Because of the pandemic, the eighth season had to be edited remotely—a Slack challenge for production members used to talking out certain footage in person. “It’s mind-blowing when I think back on it, because it’s a monumental season to try to put together under terrible circumstances,” says Cox, explaining why the nominations for this particular season are especially gratifying. “This is a nice validation of all of that hard work that we’ve been doing for 19 seasons now.”
Cox exclusively confirms that Rosbach and Lucas will be reunited, again, on Below Deck’s ninth season, which premieres October 25 and will be set on St. Kitts. In a separate interview, Lucas reveals that he will appear on the season in a new rank as first officer. “It’s a different dynamic between me and the Captain—I can kind of challenge his way of thinking and better understand his leadership style. No matter how long I work with the Captain, I keep on learning new things.”
Bravo recently announced that the Below Deck franchise continues to grow, with two new spin-offs slated to debut next year. Below Deck Down Under, also produced by 51 Minds, will be set in the Whitsunday Islands, between Australia and the Great Barrier Reef, and air on Peacock. “Not only is it down under in terms of being in Australia, but a lot of the show is literally being filmed underneath the water in the sea paradise that is the Great Barrier Reef,” explains Samton. “There’s a lot of diving, scuba diving, snorkeling, spear fishing, and the cast actually gets involved in a lot of the diving excursions.”

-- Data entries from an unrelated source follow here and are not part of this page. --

//! FFprobe wrapper module
//!
//! Invokes ffprobe for full stream/format metadata and parses the JSON
//! output into a [`MediaDescription`]. Parsing is kept separate from the
//! process invocation so it can be tested on fixture JSON.

use crate::errors::{Result, VidCompatError};
use serde::{Deserialize, Serialize};
use std::path::Path;
use std::process::Command;

/// Stream classification as reported by ffprobe's `codec_type`.
#[derive(Debug, Clone, Copy, PartialEq, Eq, Serialize, Deserialize)]
pub enum StreamKind {
    Video,
    Audio,
    Subtitle,
    Other,
}

impl StreamKind {
    fn from_codec_type(s: &str) -> Self {
        match s {
            "video" => StreamKind::Video,
            "audio" => StreamKind::Audio,
            "subtitle" => StreamKind::Subtitle,
            _ => StreamKind::Other,
        }
    }
}

/// One elementary stream of a probed file.
#[derive(Debug, Clone, Serialize, Deserialize)]
pub struct Stream {
    pub index: u32,
    pub kind: StreamKind,
    pub codec_name: String,
    /// Video only
    pub pix_fmt: Option<String>,
    pub profile: Option<String>,
    /// Raw level as reported; see [`normalize_level`] for comparison form
    pub level: Option<f64>,
    pub width: u32,
    pub height: u32,
    /// Subtitle language tag when tagged
    pub language: Option<String>,
}

/// Parsed ffprobe output for one media file. Immutable once produced.
#[derive(Debug, Clone, Serialize, Deserialize)]
pub struct MediaDescription {
    /// Comma-separated container name list, e.g. `mov,mp4,m4a,3gp,3g2,mj2`.
    /// Never absent; empty string when ffprobe reports none.
    pub format_name: String,
    pub duration: Option<f64>,
    pub size: u64,
    pub streams: Vec<Stream>,
}

impl MediaDescription {
    pub fn first_video(&self) -> Option<&Stream> {
        self.streams.iter().find(|s| s.kind == StreamKind::Video)
    }

    pub fn audio_streams(&self) -> impl Iterator<Item = &Stream> {
        self.streams.iter().filter(|s| s.kind == StreamKind::Audio)
    }

    pub fn subtitle_streams(&self) -> impl Iterator<Item = &Stream> {
        self.streams
            .iter()
            .filter(|s| s.kind == StreamKind::Subtitle)
    }
}

pub fn is_ffprobe_available() -> bool {
    Command::new("ffprobe").arg("-version").output().is_ok()
}

/// Probe a media file for full stream and format metadata.
///
/// Non-zero exit or unparseable JSON is a probe failure; the file is then
/// treated as unknown, never as compatible-by-default.
pub fn probe_media(path: &Path) -> Result<MediaDescription> {
    if !path.exists() {
        return Err(VidCompatError::Probe(format!(
            "File not found: {}",
            path.display()
        )));
    }

    if !path.is_file() {
        return Err(VidCompatError::Probe(format!(
            "Not a file (is it a directory?): {}",
            path.display()
        )));
    }

    let path_str = path.to_str().ok_or_else(|| {
        VidCompatError::Probe(format!("Invalid path encoding: {}", path.display()))
    })?;

    let output = Command::new("ffprobe")
        .args([
            "-v",
            "error",
            "-print_format",
            "json",
            "-show_format",
            "-show_streams",
            "--",
            path_str,
        ])
        .output()?;

    if !output.status.success() {
        let stderr = String::from_utf8_lossy(&output.stderr);
        let error_msg = if stderr.trim().is_empty() {
            format!(
                "ffprobe failed to analyze file: {} (exit code: {:?})",
                path.display(),
                output.status.code()
            )
        } else {
            format!("ffprobe error for '{}': {}", path.display(), stderr.trim())
        };
        return Err(VidCompatError::Probe(error_msg));
    }

    parse_probe_output(&String::from_utf8_lossy(&output.stdout))
}

/// Parse ffprobe `-print_format json` output.
pub fn parse_probe_output(json_str: &str) -> Result<MediaDescription> {
    let json: serde_json::Value =
        serde_json::from_str(json_str).map_err(|e| VidCompatError::Probe(e.to_string()))?;

    let format = &json["format"];
    let format_name = format["format_name"]
        .as_str()
        .unwrap_or("")
        .to_string();
    let duration = format["duration"]
        .as_str()
        .and_then(|s| s.parse::<f64>().ok())
        .filter(|d| *d > 0.0);
    let size = format["size"]
        .as_str()
        .and_then(|s| s.parse::<u64>().ok())
        .unwrap_or(0);

    let streams = json["streams"]
        .as_array()
        .map(|arr| arr.iter().enumerate().map(parse_stream).collect())
        .unwrap_or_default();

    Ok(MediaDescription {
        format_name,
        duration,
        size,
        streams,
    })
}

fn parse_stream((position, s): (usize, &serde_json::Value)) -> Stream {
    let kind = StreamKind::from_codec_type(s["codec_type"].as_str().unwrap_or(""));

    Stream {
        index: s["index"].as_u64().unwrap_or(position as u64) as u32,
        kind,
        codec_name: s["codec_name"].as_str().unwrap_or("unknown").to_string(),
        pix_fmt: s["pix_fmt"].as_str().map(|v| v.to_string()),
        profile: s["profile"].as_str().map(|v| v.to_string()),
        level: s["level"].as_f64(),
        width: s["width"].as_u64().unwrap_or(0) as u32,
        height: s["height"].as_u64().unwrap_or(0) as u32,
        language: s["tags"]["language"].as_str().map(|v| v.to_string()),
    }
}

/// Query only the container duration in seconds.
///
/// Degrades to `None` on any failure so progress reporting can be
/// suppressed instead of aborting the conversion.
pub fn get_duration(path: &Path) -> Option<f64> {
    let output = Command::new("ffprobe")
        .args([
            "-v",
            "quiet",
            "-show_entries",
            "format=duration",
            "-of",
            "default=noprint_wrappers=1:nokey=1",
            "--",
            path.to_str()?,
        ])
        .output()
        .ok()?;

    if output.status.success() {
        String::from_utf8_lossy(&output.stdout)
            .trim()
            .parse::<f64>()
            .ok()
            .filter(|d| *d > 0.0)
    } else {
        None
    }
}

/// Normalize a raw codec level to tenths (41 = "4.1").
///
/// ffprobe reports H.264 levels as integers in tenths, but some muxers
/// surface the decimal form; a value below 10 is taken as decimal.
pub fn normalize_level(raw: f64) -> Option<i64> {
    if raw <= 0.0 {
        return None;
    }
    if raw < 10.0 {
        Some((raw * 10.0).round() as i64)
    } else {
        Some(raw.round() as i64)
    }
}

#[cfg(test)]
mod tests {
    use super::*;

    const SAMPLE: &str = r#"{
        "streams": [
            {
                "index": 0,
                "codec_type": "video",
                "codec_name": "h264",
                "profile": "High",
                "pix_fmt": "yuv420p",
                "level": 40,
                "width": 1920,
                "height": 1080
            },
            {
                "index": 1,
                "codec_type": "audio",
                "codec_name": "aac"
            },
            {
                "index": 2,
                "codec_type": "subtitle",
                "codec_name": "subrip",
                "tags": { "language": "eng" }
            }
        ],
        "format": {
            "format_name": "matroska,webm",
            "duration": "120.500000",
            "size": "7340032"
        }
    }"#;

    #[test]
    fn test_parse_full_probe() {
        let desc = parse_probe_output(SAMPLE).unwrap();
        assert_eq!(desc.format_name, "matroska,webm");
        assert_eq!(desc.duration, Some(120.5));
        assert_eq!(desc.size, 7340032);
        assert_eq!(desc.streams.len(), 3);

        let video = desc.first_video().unwrap();
        assert_eq!(video.codec_name, "h264");
        assert_eq!(video.profile.as_deref(), Some("High"));
        assert_eq!(video.pix_fmt.as_deref(), Some("yuv420p"));
        assert_eq!(video.level, Some(40.0));
        assert_eq!(video.width, 1920);
        assert_eq!(video.height, 1080);

        assert_eq!(desc.audio_streams().count(), 1);
        let sub = desc.subtitle_streams().next().unwrap();
        assert_eq!(sub.codec_name, "subrip");
        assert_eq!(sub.language.as_deref(), Some("eng"));
    }

    #[test]
    fn test_parse_no_streams() {
        let desc = parse_probe_output(r#"{"format": {"format_name": "mp4"}}"#).unwrap();
        assert_eq!(desc.format_name, "mp4");
        assert!(desc.streams.is_empty());
        assert!(desc.first_video().is_none());
        assert!(desc.duration.is_none());
    }

    #[test]
    fn test_parse_missing_format_name() {
        // format_name is resolvable even when ffprobe omits it
        let desc = parse_probe_output(r#"{"format": {}, "streams": []}"#).unwrap();
        assert_eq!(desc.format_name, "");
    }

    #[test]
    fn test_parse_invalid_json() {
        assert!(parse_probe_output("not json at all").is_err());
        assert!(parse_probe_output("").is_err());
    }

    #[test]
    fn test_stream_kind_mapping() {
        assert_eq!(StreamKind::from_codec_type("video"), StreamKind::Video);
        assert_eq!(StreamKind::from_codec_type("audio"), StreamKind::Audio);
        assert_eq!(
            StreamKind::from_codec_type("subtitle"),
            StreamKind::Subtitle
        );
        assert_eq!(StreamKind::from_codec_type("data"), StreamKind::Other);
        assert_eq!(StreamKind::from_codec_type(""), StreamKind::Other);
    }

    #[test]
    fn test_normalize_level() {
        let cases: &[(f64, Option<i64>)] = &[
            (41.0, Some(41)),
            (4.1, Some(41)),
            (40.0, Some(40)),
            (4.0, Some(40)),
            (50.0, Some(50)),
            (5.0, Some(50)),
            (3.1, Some(31)),
            (0.0, None),
            (-99.0, None),
        ];

        for (raw, expected) in cases {
            assert_eq!(
                normalize_level(*raw),
                *expected,
                "normalize_level({}) mismatch",
                raw
            );
        }
    }

    #[test]
    fn test_level_decimal_and_tenths_agree() {
        assert_eq!(normalize_level(4.1), normalize_level(41.0));
        assert_eq!(normalize_level(5.1), normalize_level(51.0));
    }
}
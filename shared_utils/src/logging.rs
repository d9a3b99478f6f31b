//! Logging module
//!
//! tracing-based logging: a daily-rotated file in the system temp dir plus
//! a colored stderr layer, filtered through `RUST_LOG` when set.

use anyhow::{Context, Result};
use std::path::{Path, PathBuf};
use tracing::Level;
use tracing_appender::rolling::{RollingFileAppender, Rotation};
use tracing_subscriber::{fmt, layer::SubscriberExt, util::SubscriberInitExt, EnvFilter};

#[derive(Debug, Clone)]
pub struct LogConfig {
    /// Log directory (defaults to the system temp dir)
    pub log_dir: PathBuf,
    /// Rotated files kept per program
    pub max_files: usize,
    pub level: Level,
}

impl Default for LogConfig {
    fn default() -> Self {
        Self {
            log_dir: std::env::temp_dir(),
            max_files: 5,
            level: Level::INFO,
        }
    }
}

impl LogConfig {
    pub fn with_level(mut self, level: Level) -> Self {
        self.level = level;
        self
    }
}

/// Initialize the subscriber. Log files are named `{program_name}.log` with
/// the appender's daily date suffix; older rotations beyond
/// `config.max_files` are removed.
pub fn init_logging(program_name: &str, config: LogConfig) -> Result<()> {
    std::fs::create_dir_all(&config.log_dir)
        .with_context(|| format!("Failed to create log directory: {:?}", config.log_dir))?;

    let log_file_name = format!("{}.log", program_name);
    let file_appender = RollingFileAppender::new(Rotation::DAILY, &config.log_dir, &log_file_name);

    let env_filter = EnvFilter::try_from_default_env()
        .unwrap_or_else(|_| EnvFilter::new(format!("{}={}", program_name, config.level)));

    let file_layer = fmt::layer()
        .with_writer(file_appender)
        .with_ansi(false)
        .with_target(true)
        .with_line_number(true);

    let stderr_layer = fmt::layer()
        .with_writer(std::io::stderr)
        .with_ansi(true)
        .with_target(false)
        .with_line_number(false);

    tracing_subscriber::registry()
        .with(env_filter)
        .with(file_layer)
        .with(stderr_layer)
        .init();

    tracing::info!(
        program = program_name,
        log_dir = ?config.log_dir,
        "Logging initialized"
    );

    cleanup_old_logs(&config.log_dir, program_name, config.max_files)?;

    Ok(())
}

/// Keep only the most recent `max_files` rotations for this program.
fn cleanup_old_logs(log_dir: &Path, program_name: &str, max_files: usize) -> Result<()> {
    let prefix = format!("{}.log", program_name);

    let entries = std::fs::read_dir(log_dir)
        .with_context(|| format!("Failed to read log directory: {:?}", log_dir))?;

    let mut log_files: Vec<(PathBuf, std::time::SystemTime)> = entries
        .filter_map(|e| e.ok())
        .filter(|e| {
            e.file_name()
                .to_string_lossy()
                .starts_with(prefix.as_str())
        })
        .filter_map(|e| {
            let modified = e.metadata().ok()?.modified().ok()?;
            Some((e.path(), modified))
        })
        .collect();

    if log_files.len() <= max_files {
        return Ok(());
    }

    // Newest first; everything past max_files goes
    log_files.sort_by(|a, b| b.1.cmp(&a.1));
    for (path, _) in log_files.into_iter().skip(max_files) {
        if let Err(e) = std::fs::remove_file(&path) {
            tracing::warn!(path = ?path, error = %e, "Failed to remove old log file");
        }
    }

    Ok(())
}
/// Convert one file. Returns `Ok` with a (possibly `Failed`) outcome
/// record; only cancellation propagates as an error so the batch driver
/// can halt the queue.
pub fn convert_file(
    input: &Path,
    config: &ConvertConfig,
    cancel: &CancelToken,
) -> Result<ConvertOutcome> {
    let start = Instant::now();
    cancel.check()?;

    let desc = match probe_media(input) {
        Ok(d) => Some(d),
        Err(e) => {
            // Unknown is treated as incompatible, never compatible-by-default
            warn!(input = %input.display(), error = %e, "Probe failed, forcing full encode");
            None
        }
    };
    let verdict = desc.as_ref().map(|d| classify(d, &config.profile));
    let duration = desc
        .as_ref()
        .and_then(|d| d.duration)
        .or_else(|| get_duration(input));
    let input_size = desc
        .as_ref()
        .map(|d| d.size)
        .filter(|s| *s > 0)
        .or_else(|| std::fs::metadata(input).map(|m| m.len()).ok())
        .unwrap_or(0);

    let output = derive_output_path(input, config.output_dir.as_deref());

    if let Some(v) = verdict.as_ref() {
        if v.compatible {
            info!("🎬 {} → SKIP (already compatible)", input.display());
            return Ok(outcome(
                input,
                None,
                OutcomeState::Skipped,
                "already compatible - skipped",
                start,
                input_size,
                None,
            ));
        }
    }

    if output.exists() && !config.force {
        info!("⏭️ Output exists, skipping: {}", output.display());
        return Ok(outcome(
            input,
            None,
            OutcomeState::Skipped,
            &format!("output exists: {}", output.display()),
            start,
            input_size,
            None,
        ));
    }

    if let Some(dir) = output.parent() {
        if !dir.as_os_str().is_empty() {
            std::fs::create_dir_all(dir)?;
        }
    }

    let initial_plan = match (desc.as_ref(), verdict.as_ref()) {
        (Some(d), Some(v)) => build_plan(d, v, &config.profile, config.hw_encoder.as_ref()),
        _ => fallback_plan(config.hw_encoder.clone()),
    };

    if let Some(v) = verdict.as_ref() {
        for issue in &v.issues {
            info!("   ↳ {}", issue.detail);
        }
    }
    info!(
        "🎬 {} → {}",
        input.display(),
        initial_plan.strategy.as_str()
    );

    let mut guard = CleanupGuard::new();
    let mut state = JobState::Planned(initial_plan);

    loop {
        state = match state {
            JobState::Planned(plan) => {
                cancel.check()?;
                JobState::Executing(plan)
            }

            JobState::Executing(plan) => {
                let artifact = tier_temp_path(&output, plan.strategy.tier_tag());
                guard.track(artifact.clone());

                let args = match plan.strategy {
                    EncodeStrategy::Remux => remux_args(input, &artifact),
                    _ => encode_args(&plan, &config.profile, input, &artifact),
                };

                match execute_attempt(&plan, &args, input, duration, cancel) {
                    Ok(()) => JobState::Verifying { plan, artifact },
                    Err(VidCompatError::Execution(diag)) => {
                        warn!(
                            "   ❌ {} tier failed: {}",
                            plan.strategy.as_str(),
                            diag
                        );
                        JobState::Retrying {
                            failed: plan.strategy,
                            diagnostic: diag,
                        }
                    }
                    Err(e) => return Err(e),
                }
            }

            JobState::Verifying { plan, artifact } => {
                cancel.check()?;
                let compatible = match probe_media(&artifact) {
                    Ok(d) => {
                        let v = classify(&d, &config.profile);
                        if !v.compatible {
                            for issue in &v.issues {
                                warn!("   ↳ output: {}", issue.detail);
                            }
                        }
                        v.compatible
                    }
                    Err(e) => {
                        warn!("   ↳ output probe failed: {}", e);
                        false
                    }
                };

                match verify_transition(plan.strategy, compatible) {
                    VerifyTransition::Commit => {
                        commit_artifact(&artifact, &output)?;
                        JobState::Done {
                            strategy: plan.strategy,
                        }
                    }
                    VerifyTransition::RetrySoftware => JobState::Retrying {
                        failed: plan.strategy,
                        diagnostic: "output failed verification".to_string(),
                    },
                    VerifyTransition::GiveUp => JobState::Failed {
                        diagnostic: "software encode produced non-compliant output".to_string(),
                    },
                }
            }

            JobState::Retrying { failed, diagnostic } => match next_tier(failed) {
                Some(EncodeStrategy::SwEncode) => {
                    info!("   🔁 Falling back to software encode");
                    let plan = match desc.as_ref() {
                        Some(d) => force_software(d, &config.profile),
                        None => fallback_plan(None),
                    };
                    JobState::Planned(plan)
                }
                _ => JobState::Failed {
                    diagnostic,
                },
            },

            JobState::Done { strategy } => {
                // Temporaries from earlier failed tiers must not survive a
                // success either
                guard.sweep();
                guard.disarm();
                let output_size = std::fs::metadata(&output).map(|m| m.len()).ok();

                if config.delete_original && input != output {
                    if let Err(e) = std::fs::remove_file(input) {
                        warn!("⚠️ Could not delete original {}: {}", input.display(), e);
                    }
                }

                let final_state = OutcomeState::from_strategy(strategy);
                let message = match strategy {
                    EncodeStrategy::Remux => "remuxed to mp4",
                    EncodeStrategy::HwEncode => "hardware encoded and compatible",
                    _ => "software encoded (CRF) and compatible",
                };
                info!("   ✅ {}", message);
                return Ok(outcome(
                    input,
                    Some(&output),
                    final_state,
                    message,
                    start,
                    input_size,
                    output_size,
                ));
            }

            JobState::Failed { diagnostic } => {
                // Guard drop removes every transient artifact
                info!("   ❌ {}", diagnostic);
                return Ok(outcome(
                    input,
                    None,
                    OutcomeState::Failed,
                    &diagnostic,
                    start,
                    input_size,
                    None,
                ));
            }
        };
    }
}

The other spin-off, Below Deck Adventure, produced by Shed Media, will take place in Alesund, Norway. “We’re shooting in the fjords,” explains Samton, “so the water’s a lot colder. If you fall in there, it can be dangerous.” The charter guests in this spin-off, points out Samton, will also be markedly different for the Below Deck universe. “These are people who spend a lot of money on adventure excursions to paraglide or explore glaciers. These are not the same people who want to get a tan and drink 20 margaritas on a boat,” says Samton. “Each expansion has brought something unique with it that you don’t find in any of the other franchises that have come before it,” says Shari Levine, Bravo’s executive vice president of current productions, who thinks the franchise has endless potential. “The idea of people living and working together getting into romances with each other onboard provides so much fascinating material for viewers. I call it a perfect show because it has so many different kinds of stories and different kinds of reasons to watch.”
As for Captain Lee, he says he was “shocked and humbled” by the recent Emmy nominations. Speaking about Below Deck’s run, Rosbach says he’s just happy the production team hasn’t gotten in his way.
“I don’t run my boat any differently now than I did 20 years ago or 25 years ago,” says Rosbach. As for the idea of the Below Deck universe expanding even further with the new spin-offs, the captain took a moment to reflect in his own parlance: “Jesus. Who the hell would’ve thunk?”